Projects related to this work include development of MPI, HPF, and other parallel languages such as ZPL and Spar, introduced elsewhere4. Here we explain the background and future developments of our own project.
The work originated in our compilation practices for HPF. As described in , our compiler emphasize runtime support. Adlib, a PCRC runtime kernel library, provides a rich set of collective communication functions. It was realized that by raising the runtime interface to the user level, a rather straightforward (compared to HPF) compiler could be developed to translate the high level language code to a node program calling the runtime functions.

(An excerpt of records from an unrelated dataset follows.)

//! Level map: tile types, threshold classification and grid generation

mod classifier;
mod generator;

use serde::{Deserialize, Serialize};

pub use classifier::{classify, classify_matched, ThresholdRule, Thresholds};
pub use generator::{generate_grid, GenerationStats, LevelMap, MapGenerator};

/// Map tile types
#[derive(Debug, Clone, Copy, PartialEq, Eq, Hash, Default, Serialize, Deserialize)]
#[serde(rename_all = "camelCase")]
pub enum TileType {
    #[default]
    None,
    Wall,
    EdgeWall,
    /// Outside the map; only appears in neighbor signatures
    Edge,
    Desk,
}

impl TileType {
    pub fn id(self) -> u8 {
        match self {
            TileType::None => 0,
            TileType::Wall => 1,
            TileType::EdgeWall => 2,
            TileType::Edge => 3,
            TileType::Desk => 4,
        }
    }

    pub fn glyph(self) -> char {
        match self {
            TileType::None => '.',
            TileType::Wall => '#',
            TileType::EdgeWall => '@',
            TileType::Edge => ' ',
            TileType::Desk => 'D',
        }
    }
}

/// What a cell spawns besides its tile
#[derive(Debug, Clone, Copy, PartialEq, Eq, Hash, Default, Serialize, Deserialize)]
#[serde(rename_all = "camelCase")]
pub enum CellContentType {
    #[default]
    None,
    MobSpawnPoint,
    WorkSpawnPoint,
}

impl CellContentType {
    pub fn id(self) -> u8 {
        match self {
            CellContentType::None => 0,
            CellContentType::MobSpawnPoint => 1,
            CellContentType::WorkSpawnPoint => 2,
        }
    }
}

#[derive(Debug, Clone, Copy, PartialEq, Eq, Serialize, Deserialize)]
pub struct CellContent {
    #[serde(rename = "type")]
    pub kind: CellContentType,
}

impl CellContent {
    pub fn new(kind: CellContentType) -> Self {
        Self { kind }
    }
}

#[derive(Debug, Clone, PartialEq, Eq, Default, Serialize, Deserialize)]
#[serde(rename_all = "camelCase")]
pub struct MapCell {
    pub cell_type: TileType,
    #[serde(default, skip_serializing_if = "Vec::is_empty")]
    pub content: Vec<CellContent>,
}

impl MapCell {
    pub fn new(cell_type: TileType) -> Self {
        Self { cell_type, content: Vec::new() }
    }
}

/// `rows[y][x]`
pub type Grid = Vec<Vec<MapCell>>;

#[cfg(test)]
mod tests {
    use super::*;

    #[test]
    fn test_tile_type_names() {
        let json = serde_json::to_string(&[TileType::EdgeWall, TileType::None]).unwrap();
        assert_eq!(json, r#"["edgeWall","none"]"#);
        let parsed: TileType = serde_json::from_str(r#""desk""#).unwrap();
        assert_eq!(parsed, TileType::Desk);
    }

    #[test]
    fn test_map_cell_json() {
        let cell: MapCell = serde_json::from_str(
            r#"{"cellType":"none","content":[{"type":"mobSpawnPoint"}]}"#,
        ).unwrap();
        assert_eq!(cell.cell_type, TileType::None);
        assert_eq!(cell.content, vec![CellContent::new(CellContentType::MobSpawnPoint)]);

        let bare = serde_json::to_string(&MapCell::new(TileType::Wall)).unwrap();
        assert_eq!(bare, r#"{"cellType":"wall"}"#);
    }
}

Currently, a Java interface has been implemented on top of the Adlib library. With classes such as Group, Rang and Location in the Java interface, one can write Java programs quite similar to HPJava we proposed here. Yet, the program executed in this way will have large overhead due to function calls (such as address translation) when accessing data inside loop constructs.
Given the knowledge of data distribution plus inquiry functions inside runtime library, one can substitute address translation calls with linear operation on the loop variable, and keep most of the inquiry function calls outside the loop. This is the basic idea of the HPJava compiler.
At present time, we are working on the design and implementation of the prototype of this translator. Further research works will include optimization and safety-checking techniques in the compiler for HPspmd programming.
Figure 5 shows a preliminary benchmark for hand translated versions of our examples. The parallel programs are executed on 4 sparc-sun-solaris2.5.1 with mpich MPI and Java JIT compiler in JDK 1.2Beta2. For Jacobi iteration, the timing is for about 90 iterations, the array size is 1024X1024.
We also compared the sequential Java, C++ and Fortran version of the code, all with -O flag. Shown in the figure. Since Java program use language own mechanism for calculating array element address, it is slower than HPJava, which uses an optimized scheme.
Similar test was made on an 8-node SGI challenge(mips-sgi-irix6.2), the communication time is much smaller than the one on solaris, due to MPI device using shared memory. The overall performance is not as good, because the JIT compiler on IRIX. The whole system are also being ported to Windows NT.